Another confusion is the use of BLASTn. 1: I observe that your tool incorporates BLASTn. However, in the article at https://academic.oup.com/nar/article/51/15/e83/7222081?login=true#414925307, it states, "First, all training sequences that are identical to the test sequences are removed. To get the labels of the assembled contigs, we aligned the contigs to the references provided by CAMI2 using BLASTN." Yet, you used BLASTn to label the sequences before employing your tool for prediction, which may seem somewhat unfair. 2: this confusion happen to Figure 6, where you have again compared with BLASTn, despite your tool including BLASTn.

HubertTang commented 4 months ago

Hi basehc,

Thank you for your interest in PLASMe. Below are the answers to your questions.

  1. For each Transformer model, we utilized a binary classifier to distinguish between plasmids and chromosomes. Apart from the mention of using a unified model, all other sections employed an order-specific model.

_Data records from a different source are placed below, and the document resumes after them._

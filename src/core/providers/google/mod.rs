//! Google Cloud credentials shared by the GCS storage backend and the Secret
//! Manager loader.
//!
//! - **auth**: credential sources and access tokens
//! - **error**: error type for Google REST calls

pub mod auth;
pub mod error;

pub use auth::{CredentialSource, GoogleAuthClient, TokenProvider};
pub use error::GoogleError;

#[cfg(test)]
pub use auth::MockTokenProvider;

/// Scope covering object writes and ACL changes.
pub const DEVSTORAGE_FULL_CONTROL_SCOPE: &str =
    "https://www.googleapis.com/auth/devstorage.full_control";

/// Broad scope used for Secret Manager access.
pub const CLOUD_PLATFORM_SCOPE: &str = "https://www.googleapis.com/auth/cloud-platform";
//! Uncompressed WAV container encoding.
//!
//! The realtime service streams headerless PCM16; this module wraps the
//! accumulated samples in a canonical 44-byte RIFF/WAVE header so the result
//! is playable on its own.

use std::io::Cursor;

use hound::{SampleFormat, WavSpec, WavWriter};
use thiserror::Error;

/// Size of the canonical PCM header (RIFF + fmt + data chunk headers).
pub const WAV_HEADER_SIZE: usize = 44;

/// Sample rate produced by the realtime service.
pub const DEFAULT_SAMPLE_RATE: u32 = 24_000;

/// MIME type of the encoded container.
pub const WAV_CONTENT_TYPE: &str = "audio/wav";

#[derive(Debug, Clone, PartialEq, Eq, Error)]
pub enum WavError {
    #[error("Unsupported format: {0}")]
    UnsupportedFormat(String),

    #[error("Encoding failed: {0}")]
    EncodingFailed(String),

    #[error("Malformed header: {0}")]
    MalformedHeader(String),
}

/// Format parameters written into the `fmt ` chunk.
#[derive(Debug, Clone, Copy, PartialEq, Eq)]
pub struct WavFormat {
    pub sample_rate: u32,
    pub channels: u16,
    pub bits_per_sample: u16,
}

impl Default for WavFormat {
    fn default() -> Self {
        Self {
            sample_rate: DEFAULT_SAMPLE_RATE,
            channels: 1,
            bits_per_sample: 16,
        }
    }
}

impl WavFormat {
    pub fn byte_rate(&self) -> u32 {
        self.sample_rate * self.channels as u32 * self.bits_per_sample as u32 / 8
    }

    pub fn block_align(&self) -> u16 {
        self.channels * self.bits_per_sample / 8
    }

    fn validate(&self) -> Result<(), WavError> {
        if self.bits_per_sample != 16 {
            return Err(WavError::UnsupportedFormat(format!(
                "{} bits per sample (only 16-bit PCM is supported)",
                self.bits_per_sample
            )));
        }
        // Wider layouts switch to WAVE_FORMAT_EXTENSIBLE, which is not 44 bytes.
        if self.channels == 0 || self.channels > 2 {
            return Err(WavError::UnsupportedFormat(format!(
                "{} channels (expected 1 or 2)",
                self.channels
            )));
        }
        if self.sample_rate == 0 {
            return Err(WavError::UnsupportedFormat("sample rate 0".to_string()));
        }
        Ok(())
    }
}

/// Encode interleaved 16-bit samples as a WAV file.
///
/// Empty input yields a bare 44-byte header with a zero-length data chunk.
pub fn encode_wav(samples: &[i16], format: WavFormat) -> Result<Vec<u8>, WavError> {
    format.validate()?;

    let spec = WavSpec {
        channels: format.channels,
        sample_rate: format.sample_rate,
        bits_per_sample: format.bits_per_sample,
        sample_format: SampleFormat::Int,
    };

    let mut bytes = Vec::with_capacity(WAV_HEADER_SIZE + samples.len() * 2);
    {
        let mut writer = WavWriter::new(Cursor::new(&mut bytes), spec)
            .map_err(|e| WavError::EncodingFailed(format!("Failed to create WAV writer: {e}")))?;

        for &sample in samples {
            writer
                .write_sample(sample)
                .map_err(|e| WavError::EncodingFailed(format!("Failed to write sample: {e}")))?;
        }

        writer
            .finalize()
            .map_err(|e| WavError::EncodingFailed(format!("Failed to finalize WAV: {e}")))?;
    }

    Ok(bytes)
}

/// Encode with the realtime service's native format (24 kHz mono PCM16).
pub fn encode_default(samples: &[i16]) -> Result<Vec<u8>, WavError> {
    encode_wav(samples, WavFormat::default())
}

/// Fields of a canonical 44-byte PCM header.
#[derive(Debug, Clone, Copy, PartialEq, Eq)]
pub struct WavHeader {
    pub chunk_size: u32,
    pub fmt_chunk_size: u32,
    pub format_code: u16,
    pub channels: u16,
    pub sample_rate: u32,
    pub byte_rate: u32,
    pub block_align: u16,
    pub bits_per_sample: u16,
    pub data_size: u32,
}

impl WavHeader {
    /// Parse the first 44 bytes of a container produced by [`encode_wav`].
    pub fn parse(bytes: &[u8]) -> Result<Self, WavError> {
        if bytes.len() < WAV_HEADER_SIZE {
            return Err(WavError::MalformedHeader(format!(
                "expected at least {WAV_HEADER_SIZE} bytes, got {}",
                bytes.len()
            )));
        }

        let tag = |offset: usize, expected: &[u8; 4]| -> Result<(), WavError> {
            if &bytes[offset..offset + 4] != expected {
                return Err(WavError::MalformedHeader(format!(
                    "missing {:?} tag at offset {offset}",
                    String::from_utf8_lossy(expected)
                )));
            }
            Ok(())
        };
        let u16_at = |offset: usize| u16::from_le_bytes([bytes[offset], bytes[offset + 1]]);
        let u32_at = |offset: usize| {
            u32::from_le_bytes([
                bytes[offset],
                bytes[offset + 1],
                bytes[offset + 2],
                bytes[offset + 3],
            ])
        };

        tag(0, b"RIFF")?;
        tag(8, b"WAVE")?;
        tag(12, b"fmt ")?;
        tag(36, b"data")?;

        Ok(Self {
            chunk_size: u32_at(4),
            fmt_chunk_size: u32_at(16),
            format_code: u16_at(20),
            channels: u16_at(22),
            sample_rate: u32_at(24),
            byte_rate: u32_at(28),
            block_align: u16_at(32),
            bits_per_sample: u16_at(34),
            data_size: u32_at(40),
        })
    }

    pub fn format(&self) -> WavFormat {
        WavFormat {
            sample_rate: self.sample_rate,
            channels: self.channels,
            bits_per_sample: self.bits_per_sample,
        }
    }
}
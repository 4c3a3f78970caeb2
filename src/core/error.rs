//! Error taxonomy for a single synthesis request.
//!
//! Every variant is terminal for the request that produced it. Nothing in the
//! core retries; the HTTP layer decides whether the caller may try again.

use crate::core::storage::StorageError;

/// Why the remote service refused to finish a turn.
#[derive(Debug, Clone, PartialEq, Eq)]
pub enum Rejection {
    /// The turn ended as `incomplete` because of policy screening.
    ContentFilter,
    /// Any other refusal reported by the remote service.
    Remote(String),
}

impl std::fmt::Display for Rejection {
    fn fmt(&self, f: &mut std::fmt::Formatter<'_>) -> std::fmt::Result {
        match self {
            Rejection::ContentFilter => write!(f, "content rejected by the content filter"),
            Rejection::Remote(message) => write!(f, "{message}"),
        }
    }
}

/// Terminal errors surfaced by the synthesis pipeline.
#[derive(Debug, Clone, thiserror::Error)]
pub enum SynthesisError {
    /// Malformed or unexpected data from the remote service.
    #[error("Protocol error: {0}")]
    Protocol(String),

    /// The remote service rejected the turn.
    #[error("Remote rejection: {0}")]
    RemoteRejection(Rejection),

    /// The connection failed to open, dropped, or closed early.
    #[error("Transport error: {0}")]
    Transport(String),

    /// Publishing the finished container failed.
    #[error("Storage error: {0}")]
    Storage(#[from] StorageError),

    /// The caller abandoned the request before it finished.
    #[error("Synthesis cancelled by caller")]
    Cancelled,
}

impl SynthesisError {
    pub fn content_filter() -> Self {
        SynthesisError::RemoteRejection(Rejection::ContentFilter)
    }

    pub fn remote(message: impl Into<String>) -> Self {
        SynthesisError::RemoteRejection(Rejection::Remote(message.into()))
    }

    /// True only for content-filter rejections.
    pub fn is_content_filter(&self) -> bool {
        matches!(
            self,
            SynthesisError::RemoteRejection(Rejection::ContentFilter)
        )
    }

    /// Whether sending the same request again could plausibly succeed.
    ///
    /// Transport and storage failures are environmental; protocol errors and
    /// rejections will repeat for the same input.
    pub fn is_retryable_by_caller(&self) -> bool {
        matches!(
            self,
            SynthesisError::Transport(_) | SynthesisError::Storage(_)
        )
    }
}
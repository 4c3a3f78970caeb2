use super::{ServerConfig, StorageBackendKind};

/// Validate a merged configuration
pub fn validate(config: &ServerConfig) -> Result<(), Box<dyn std::error::Error>> {
    validate_storage(config.storage_backend, &config.storage_bucket)?;
    validate_timeouts(config.turn_timeout_seconds, config.connect_timeout_seconds)?;
    validate_realtime_url(&config.realtime_url)?;
    Ok(())
}

/// The GCS backend cannot run without a bucket.
pub fn validate_storage(
    backend: StorageBackendKind,
    bucket: &Option<String>,
) -> Result<(), Box<dyn std::error::Error>> {
    if backend == StorageBackendKind::Gcs && bucket.is_none() {
        return Err("FIREBASE_STORAGE_BUCKET is required when STORAGE_BACKEND=gcs".into());
    }
    Ok(())
}

/// Timeouts, when set, must be positive.
pub fn validate_timeouts(
    turn_timeout_seconds: Option<u64>,
    connect_timeout_seconds: u64,
) -> Result<(), Box<dyn std::error::Error>> {
    if turn_timeout_seconds == Some(0) {
        return Err("REALTIME_TURN_TIMEOUT_SECONDS must be greater than zero".into());
    }
    if connect_timeout_seconds == 0 {
        return Err("REALTIME_CONNECT_TIMEOUT_SECONDS must be greater than zero".into());
    }
    Ok(())
}

pub fn validate_realtime_url(url: &str) -> Result<(), Box<dyn std::error::Error>> {
    let parsed = url::Url::parse(url).map_err(|e| format!("Invalid REALTIME_URL '{url}': {e}"))?;
    match parsed.scheme() {
        "ws" | "wss" => Ok(()),
        other => Err(format!("REALTIME_URL must use ws or wss, got '{other}'").into()),
    }
}
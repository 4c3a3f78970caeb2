/// Parse a boolean value from a string, supporting multiple formats
///
/// Accepts: "true", "false", "1", "0", "yes", "no" (case insensitive)
pub fn parse_bool(s: &str) -> Option<bool> {
    match s.trim().to_lowercase().as_str() {
        "true" | "1" | "yes" => Some(true),
        "false" | "0" | "no" => Some(false),
        _ => None,
    }
}

/// Parse a whole number of seconds from an environment variable value
pub fn parse_seconds(var: &str, raw: &str) -> Result<u64, String> {
    raw.trim()
        .parse::<u64>()
        .map_err(|e| format!("Invalid {var} value '{raw}': {e}"))
}
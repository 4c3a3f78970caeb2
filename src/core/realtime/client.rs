//! WebSocket driver for [`ProtocolSession`].
//!
//! Opens the connection, hands inbound events to the session one at a time,
//! writes whatever the session asks for, and closes the connection on every
//! exit path before returning.

use std::time::Duration;

use futures::{Sink, SinkExt, Stream, StreamExt};
use tokio::net::TcpStream;
use tokio::time::timeout;
use tokio_tungstenite::{
    MaybeTlsStream, WebSocketStream, connect_async,
    tungstenite::{
        Error as WsError,
        handshake::client::generate_key,
        http::Request,
        http::header::{AUTHORIZATION, USER_AGENT},
        protocol::Message,
    },
};
use tokio_util::sync::CancellationToken;
use tracing::{debug, error, info, warn};

use super::config::RealtimeConfig;
use super::messages::{ClientEvent, ServerEvent};
use super::script::TurnScript;
use super::session::{CompletedTurn, ProtocolSession, SessionAction, SessionOptions};
use crate::core::error::SynthesisError;

pub type RealtimeStream = WebSocketStream<MaybeTlsStream<TcpStream>>;

/// Client for the realtime speech API. One connection per [`run`](Self::run).
#[derive(Debug, Clone)]
pub struct RealtimeClient {
    config: RealtimeConfig,
}

impl RealtimeClient {
    pub fn new(config: RealtimeConfig) -> Self {
        Self { config }
    }

    pub fn config(&self) -> &RealtimeConfig {
        &self.config
    }

    /// Build a session for `script`, falling back to the configured voice.
    pub fn new_session(&self, script: TurnScript, voice: Option<&str>) -> ProtocolSession {
        ProtocolSession::new(
            script,
            SessionOptions {
                voice: self.config.resolve_voice(voice).map(str::to_string),
                response_instructions: self.config.response_instructions.clone(),
                session_update: self.config.session_update,
            },
        )
    }

    /// Connect and drive `session` until it terminates.
    pub async fn run(
        &self,
        session: &mut ProtocolSession,
        cancel: &CancellationToken,
    ) -> Result<CompletedTurn, SynthesisError> {
        let connected = tokio::select! {
            biased;
            _ = cancel.cancelled() => None,
            result = connect(&self.config) => Some(result),
        };

        let mut ws = match connected {
            None => {
                session.cancel();
                info!("Synthesis cancelled while connecting");
                return Err(SynthesisError::Cancelled);
            }
            Some(Err(e)) => {
                session.on_transport_closed(&e.to_string());
                return Err(e);
            }
            Some(Ok(ws)) => ws,
        };

        drive(&mut ws, session, cancel, self.config.turn_timeout).await
    }
}

/// Open the WebSocket with the realtime handshake headers.
pub async fn connect(config: &RealtimeConfig) -> Result<RealtimeStream, SynthesisError> {
    let url = config.websocket_url()?;
    debug!("Connecting to realtime WebSocket: {}", url);

    let host = match (url.host_str(), url.port()) {
        (Some(host), Some(port)) => format!("{host}:{port}"),
        (Some(host), None) => host.to_string(),
        (None, _) => {
            return Err(SynthesisError::Transport(format!(
                "realtime URL has no host: {url}"
            )));
        }
    };

    let mut builder = Request::builder()
        .method("GET")
        .uri(url.as_str())
        .header("Host", host)
        .header("Upgrade", "websocket")
        .header("Connection", "upgrade")
        .header("Sec-WebSocket-Key", generate_key())
        .header("Sec-WebSocket-Version", "13")
        .header("OpenAI-Beta", "realtime=v1")
        .header(USER_AGENT, concat!("roshi/", env!("CARGO_PKG_VERSION")));

    if let Some(auth) = config.auth_header() {
        builder = builder.header(AUTHORIZATION, auth);
    }

    let request = builder
        .body(())
        .map_err(|e| SynthesisError::Transport(format!("Failed to create request: {e}")))?;

    match timeout(config.connect_timeout, connect_async(request)).await {
        Ok(Ok((ws, response))) => {
            info!(
                "Realtime WebSocket connected, response status: {:?}",
                response.status()
            );
            Ok(ws)
        }
        Ok(Err(e)) => Err(SynthesisError::Transport(format!(
            "WebSocket connection failed: {e}"
        ))),
        Err(_) => Err(SynthesisError::Transport(format!(
            "connection timed out after {}s",
            config.connect_timeout.as_secs()
        ))),
    }
}

/// Drive `session` over an already-open stream, then close it.
///
/// Generic over the stream so tests can use any duplex transport.
pub async fn drive<S>(
    ws: &mut S,
    session: &mut ProtocolSession,
    cancel: &CancellationToken,
    turn_timeout: Option<Duration>,
) -> Result<CompletedTurn, SynthesisError>
where
    S: Stream<Item = Result<Message, WsError>> + Sink<Message, Error = WsError> + Unpin,
{
    let result = drive_until_terminal(ws, session, cancel, turn_timeout).await;

    close_quietly(ws).await;

    match &result {
        Ok(turn) => info!(
            samples = turn.sample_count,
            bytes = turn.container.len(),
            "Realtime session finished"
        ),
        Err(SynthesisError::Cancelled) => info!("Realtime session cancelled"),
        Err(e) => error!("Realtime session failed: {}", e),
    }
    result
}

/// Outcome of waiting for the next frame.
enum Step {
    Cancelled,
    Frame(Message),
    Failed(WsError),
    Ended,
    TimedOut(Duration),
}

async fn drive_until_terminal<S>(
    ws: &mut S,
    session: &mut ProtocolSession,
    cancel: &CancellationToken,
    turn_timeout: Option<Duration>,
) -> Result<CompletedTurn, SynthesisError>
where
    S: Stream<Item = Result<Message, WsError>> + Sink<Message, Error = WsError> + Unpin,
{
    let opening = session.on_connected()?;
    if let Err(e) = send_all(ws, opening).await {
        return Err(transport_failure(session, e));
    }

    loop {
        let step = tokio::select! {
            biased;
            _ = cancel.cancelled() => Step::Cancelled,
            step = next_step(ws, turn_timeout) => step,
        };

        let message = match step {
            Step::Frame(message) => message,
            Step::Cancelled => {
                session.cancel();
                return Err(SynthesisError::Cancelled);
            }
            Step::Failed(e) => {
                return Err(transport_failure(session, format!("WebSocket error: {e}")));
            }
            Step::Ended => {
                return Err(transport_failure(session, "stream ended".to_string()));
            }
            Step::TimedOut(limit) => {
                return Err(transport_failure(
                    session,
                    format!("no event received within {}s", limit.as_secs()),
                ));
            }
        };

        let event = match message {
            Message::Text(text) => match ServerEvent::parse(&text) {
                Ok(event) => event,
                Err(e) => {
                    warn!(
                        "Failed to parse realtime message: {} - raw: {}",
                        e,
                        text.as_str()
                    );
                    return Err(session
                        .on_malformed_frame(e.to_string())
                        .unwrap_or_else(|| SynthesisError::Protocol(e.to_string())));
                }
            },
            Message::Close(frame) => {
                info!("Realtime WebSocket closed by server: {:?}", frame);
                let detail = frame
                    .map(|f| format!("close frame {} {}", u16::from(f.code), f.reason.as_str()))
                    .unwrap_or_else(|| "close frame".to_string());
                return Err(transport_failure(session, detail));
            }
            Message::Binary(data) => {
                debug!("Ignoring binary frame of {} bytes", data.len());
                continue;
            }
            Message::Ping(_) | Message::Pong(_) | Message::Frame(_) => continue,
        };

        debug!(event = %event.kind(), "Realtime event");

        match session.handle_event(event) {
            SessionAction::Continue => {}
            SessionAction::Send(events) => {
                if let Err(e) = send_all(ws, events).await {
                    return Err(transport_failure(session, e));
                }
            }
            SessionAction::Finalize(turn) => return Ok(turn),
            SessionAction::Fail(e) => return Err(e),
        }
    }
}

async fn next_step<S>(ws: &mut S, turn_timeout: Option<Duration>) -> Step
where
    S: Stream<Item = Result<Message, WsError>> + Unpin,
{
    let next = match turn_timeout {
        Some(limit) => match timeout(limit, ws.next()).await {
            Ok(next) => next,
            Err(_) => return Step::TimedOut(limit),
        },
        None => ws.next().await,
    };

    match next {
        Some(Ok(message)) => Step::Frame(message),
        Some(Err(e)) => Step::Failed(e),
        None => Step::Ended,
    }
}

async fn send_all<S>(ws: &mut S, events: Vec<ClientEvent>) -> Result<(), String>
where
    S: Sink<Message, Error = WsError> + Unpin,
{
    for event in events {
        let json = event
            .to_json()
            .map_err(|e| format!("Failed to serialize {}: {e}", event.kind()))?;
        debug!(event = %event.kind(), "Sending realtime event");
        ws.send(Message::Text(json.into()))
            .await
            .map_err(|e| format!("Failed to send {}: {e}", event.kind()))?;
    }
    Ok(())
}

fn transport_failure(session: &mut ProtocolSession, detail: String) -> SynthesisError {
    session
        .on_transport_closed(&detail)
        .unwrap_or(SynthesisError::Transport(detail))
}

/// Best-effort close; secondary errors are logged and dropped.
async fn close_quietly<S>(ws: &mut S)
where
    S: Sink<Message, Error = WsError> + Unpin,
{
    match ws.close().await {
        Ok(()) => debug!("Realtime WebSocket closed"),
        Err(WsError::ConnectionClosed | WsError::AlreadyClosed) => {}
        Err(e) => warn!("Failed to close realtime WebSocket: {}", e),
    }
}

  2. Our tool consists of two steps. Firstly, we employ BLASTn to align sequences against the plasmid database and identify sequences that meet the specified threshold criteria as plasmids. And we typically set a higher threshold (default: identity 90%, coverage 90%) for BLASTn. Subsequently, the remaining sequences that do not meet the threshold are inputted into the Transformer for prediction. Therefore, if most plasmids in the test data are very similar to the sequences in the reference dataset, most plasmids will be predicted by BLASTn, indicating a greater contribution from BLASTn. Conversely, if the plasmids in the test data differ from the reference dataset, the prediction relies more on the Transformer.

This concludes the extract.